I have a condition check logic, which seems to be taking more than \$\frac{1}{10}\$ of CPU time (millions and millions are such checks are performed). I don't think I can improve any other aspects of my solution, but at least this one may be something to be improved still.
Basically, I have a loop inside a loop inside a loop, .. and then 3 such checks inside:
if (!Combination.CheckCondition(dateCondition1, profit1))
continue;
Implementation:
public static bool CheckCondition(Condition condition, decimal profit)
{
var conditionType = condition.ConditionType;
if (conditionType == ConditionType.Disabled)
{
return true;
}
else if (conditionType == ConditionType.Between && profit >= condition.From && profit <= condition.To)
{
return true;
}
else if (conditionType == ConditionType.Bigger && profit >= condition.Exact)
{
return true;
}
else if (conditionType == ConditionType.Smaller && profit <= condition.Exact)
{
return true;
}
return false;
}
Condition
class:
public class Condition
{
public static int CurrentIndex = 0;
public int Id { get; set; }
public ConditionType ConditionType { get; set; }
public int From { get; set; }
public int To { get; set; }
public int Exact { get; set; }
public Condition()
{
this.Id = CurrentIndex;
CurrentIndex++;
}
}
public enum ConditionType
{
None,
Disabled,
Smaller,
Bigger,
Between
}
Overall loop picture:
Dictionary<(int,int), decimal> profits = new Dictionary<(int,int), decimal>();
// all profits are calculated beforehand
var dateConditions = new List<Condition>() // this is just a small part of what I really have
{
new Condition() { ConditionType = ConditionType.Disabled },
new Condition() { ConditionType = ConditionType.Smaller, Exact = -70 },
new Condition() { ConditionType = ConditionType.Bigger, Exact = 0 },
new Condition() { ConditionType = ConditionType.Between, From = -30, To = 30 }
};
Dictionary<(int, int, int, int, int, int, int, int, int), decimal> results = new Dictionary<(int, int, int, int, int, int, int, int, int), decimal>();
for (int date1End = 0 + 1; date1End < 10; date1End++) // Start with 0 (now), end with -24 hours, Step = 30 minutes
{
var tuple1 = (0, date1End);
decimal profit1 = profits[tuple1];
foreach (var dateCondition1 in dateConditions)
{
if (!Combination.CheckCondition(dateCondition1, profit1))
continue;
for (int date2End = 2 + 1; date2End < 9; date2End++) // start from -1 hour, end with -10 hours, step 1 hour
{
var tuple2 = (2, date2End);
decimal profit2 = profits[tuple2];
foreach (var dateCondition2 in dateConditions)
{
if (!Combination.CheckCondition(dateCondition2, profit2))
continue;
for (int date3End = 3 + 1; date3End < 8; date3End++) // start from -8 hours, end with -20 hours, step 1 hour
{
var tuple3 = (3, date3End);
decimal profit3 = profits[tuple3];
foreach (var dateCondition3 in dateConditions)
{
if (!Combination.CheckCondition(dateCondition3, profit3))
continue;
var calculatedAmount = 1234m;
var key = new (0, date1End, 2, date2End, 3, date3End, dateCondition1.Id, dateCondition2.Id, dateCondition3.Id);
if (!results.ContainsKey(key))
results.Add(key, calculatedAmount);
}
}
}
}
}
}
The aim of the program is to generate all possible code combinations for matching conditions for a given data.
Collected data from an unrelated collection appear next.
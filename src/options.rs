//! Map options: style configuration, insets and feature toggles.
//!
//! Defaults match what a freshly declared map gets when none of these are set.

use serde::{Deserialize, Serialize};
use thiserror::Error;

/// Errors that may occur when loading options.
#[derive(Debug, Error)]
pub enum OptionsError {
    #[error("malformed map options: {0}")]
    Parse(#[from] serde_json::Error),

    #[error("edge insets must be finite and non-negative: {0:?}")]
    InvalidInsets(EdgeInsets),
}

#[derive(Debug, Clone, Copy, PartialEq, Eq, Hash, Serialize, Deserialize)]
#[serde(rename_all = "snake_case")]
pub enum ElevationStyle {
    Flat,
    Realistic,
}

#[derive(Debug, Clone, Copy, PartialEq, Eq, Hash, Serialize, Deserialize)]
#[serde(rename_all = "snake_case")]
pub enum EmphasisStyle {
    Default,
    Muted,
}

/// Which points of interest the map labels.
#[derive(Debug, Clone, PartialEq, Eq, Hash, Serialize, Deserialize)]
#[serde(rename_all = "snake_case")]
pub enum PointOfInterestFilter {
    IncludingAll,
    ExcludingAll,
    /// Only these categories.
    Including(Vec<String>),
    /// Everything but these categories.
    Excluding(Vec<String>),
}

impl Default for PointOfInterestFilter {
    fn default() -> PointOfInterestFilter {
        PointOfInterestFilter::IncludingAll
    }
}

/// Map style.
#[derive(Debug, Clone, PartialEq, Eq, Hash, Serialize, Deserialize)]
#[serde(rename_all = "snake_case")]
pub enum MapConfiguration {
    Standard {
        emphasis: EmphasisStyle,
        elevation: ElevationStyle,
        #[serde(default)]
        points_of_interest: PointOfInterestFilter,
        #[serde(default)]
        shows_traffic: bool,
    },
    Hybrid {
        elevation: ElevationStyle,
        #[serde(default)]
        points_of_interest: PointOfInterestFilter,
        #[serde(default)]
        shows_traffic: bool,
    },
    Imagery {
        elevation: ElevationStyle,
    },
}

/// Insets in view points.
#[derive(Debug, Clone, Copy, PartialEq, Default, Serialize, Deserialize)]
#[serde(default)]
pub struct EdgeInsets {
    pub top: f64,
    pub left: f64,
    pub bottom: f64,
    pub right: f64,
}

impl EdgeInsets {
    pub fn uniform(inset: f64) -> EdgeInsets {
        EdgeInsets {
            top: inset,
            left: inset,
            bottom: inset,
            right: inset,
        }
    }

    pub fn is_valid(&self) -> bool {
        [self.top, self.left, self.bottom, self.right]
            .iter()
            .all(|i| i.is_finite() && *i >= 0.)
    }
}

/// Boolean map features, each backed by one native getter/setter pair.
#[derive(Debug, Clone, Copy, PartialEq, Eq, Hash, Serialize, Deserialize)]
#[serde(rename_all = "snake_case")]
pub enum MapFlag {
    ShowsUserLocation,
    ZoomEnabled,
    ScrollEnabled,
    RotateEnabled,
    PitchEnabled,
    ShowsCompass,
    ShowsScale,
    ShowsZoomControls,
    ShowsPitchControl,
}

impl MapFlag {
    pub const ALL: [MapFlag; 9] = [
        MapFlag::ShowsUserLocation,
        MapFlag::ZoomEnabled,
        MapFlag::ScrollEnabled,
        MapFlag::RotateEnabled,
        MapFlag::PitchEnabled,
        MapFlag::ShowsCompass,
        MapFlag::ShowsScale,
        MapFlag::ShowsZoomControls,
        MapFlag::ShowsPitchControl,
    ];
}

/// Declared map options.
#[derive(Debug, Clone, PartialEq, Serialize, Deserialize)]
#[serde(default)]
pub struct MapOptions {
    /// Map style; None leaves whatever the map has.
    pub configuration: Option<MapConfiguration>,
    pub edge_insets: EdgeInsets,
    pub shows_user_location: bool,
    pub zoom_enabled: bool,
    pub scroll_enabled: bool,
    pub rotate_enabled: bool,
    pub pitch_enabled: bool,
    pub shows_compass: bool,
    pub shows_scale: bool,
    pub shows_zoom_controls: bool,
    pub shows_pitch_control: bool,
}

impl Default for MapOptions {
    fn default() -> MapOptions {
        MapOptions {
            configuration: None,
            edge_insets: EdgeInsets::default(),
            shows_user_location: false,
            zoom_enabled: true,
            scroll_enabled: true,
            rotate_enabled: true,
            pitch_enabled: true,
            shows_compass: false,
            shows_scale: false,
            shows_zoom_controls: false,
            shows_pitch_control: false,
        }
    }
}

impl MapOptions {
    /// Loads options from JSON; missing fields take their defaults.
    pub fn from_json(json: &str) -> Result<MapOptions, OptionsError> {
        let options: MapOptions = serde_json::from_str(json)?;
        if !options.edge_insets.is_valid() {
            return Err(OptionsError::InvalidInsets(options.edge_insets));
        }
        Ok(options)
    }

    pub fn flag(&self, flag: MapFlag) -> bool {
        match flag {
            MapFlag::ShowsUserLocation => self.shows_user_location,
            MapFlag::ZoomEnabled => self.zoom_enabled,
            MapFlag::ScrollEnabled => self.scroll_enabled,
            MapFlag::RotateEnabled => self.rotate_enabled,
            MapFlag::PitchEnabled => self.pitch_enabled,
            MapFlag::ShowsCompass => self.shows_compass,
            MapFlag::ShowsScale => self.shows_scale,
            MapFlag::ShowsZoomControls => self.shows_zoom_controls,
            MapFlag::ShowsPitchControl => self.shows_pitch_control,
        }
    }

    pub fn set_flag(&mut self, flag: MapFlag, value: bool) {
        let slot = match flag {
            MapFlag::ShowsUserLocation => &mut self.shows_user_location,
            MapFlag::ZoomEnabled => &mut self.zoom_enabled,
            MapFlag::ScrollEnabled => &mut self.scroll_enabled,
            MapFlag::RotateEnabled => &mut self.rotate_enabled,
            MapFlag::PitchEnabled => &mut self.pitch_enabled,
            MapFlag::ShowsCompass => &mut self.shows_compass,
            MapFlag::ShowsScale => &mut self.shows_scale,
            MapFlag::ShowsZoomControls => &mut self.shows_zoom_controls,
            MapFlag::ShowsPitchControl => &mut self.shows_pitch_control,
        };
        *slot = value;
    }
}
As I mentioned - this code is working perfectly fine, but there are so many checks performed in this one method, that I am starting to think of alternative solutions. I would appreciate advice on how to improve the performance of the mentioned logic.
Currently, it is taking more than 2 hours to run the code from start to finish. Even 20 minutes of improvement would be great.
Edit: Improvement 1. As was mentioned by Pieter Witvoet the first improvement for the code is within the check method itself:
public static bool CheckCondition(Condition condition, decimal profit)
{
var conditionType = condition.ConditionType;
if (conditionType == ConditionType.Disabled)
{
return true;
}
else if (conditionType == ConditionType.Between)
{
if (profit >= condition.From && profit <= condition.To)
{
return true;
}
}
else if (conditionType == ConditionType.Bigger)
{
if (profit >= condition.Exact)
{
return true;
}
}
else if (conditionType == ConditionType.Smaller)
{
if (profit <= condition.Exact)
{
return true;
}
}
return false;
}
Sub-conditions are taken out from outer check into a nested inner check. This should save some time.
Edit: Improvement 2. As was suggested by Pieter Witvoet - there is no need to recalculate data over and over again. Instead - it should be possible to generate all combinations before hand. If I understood that suggestion correctly - here is an improved version of logic! I can not test it unfortunately right now as database remote host is not responding, but in theory this should be a huge improvement to performance!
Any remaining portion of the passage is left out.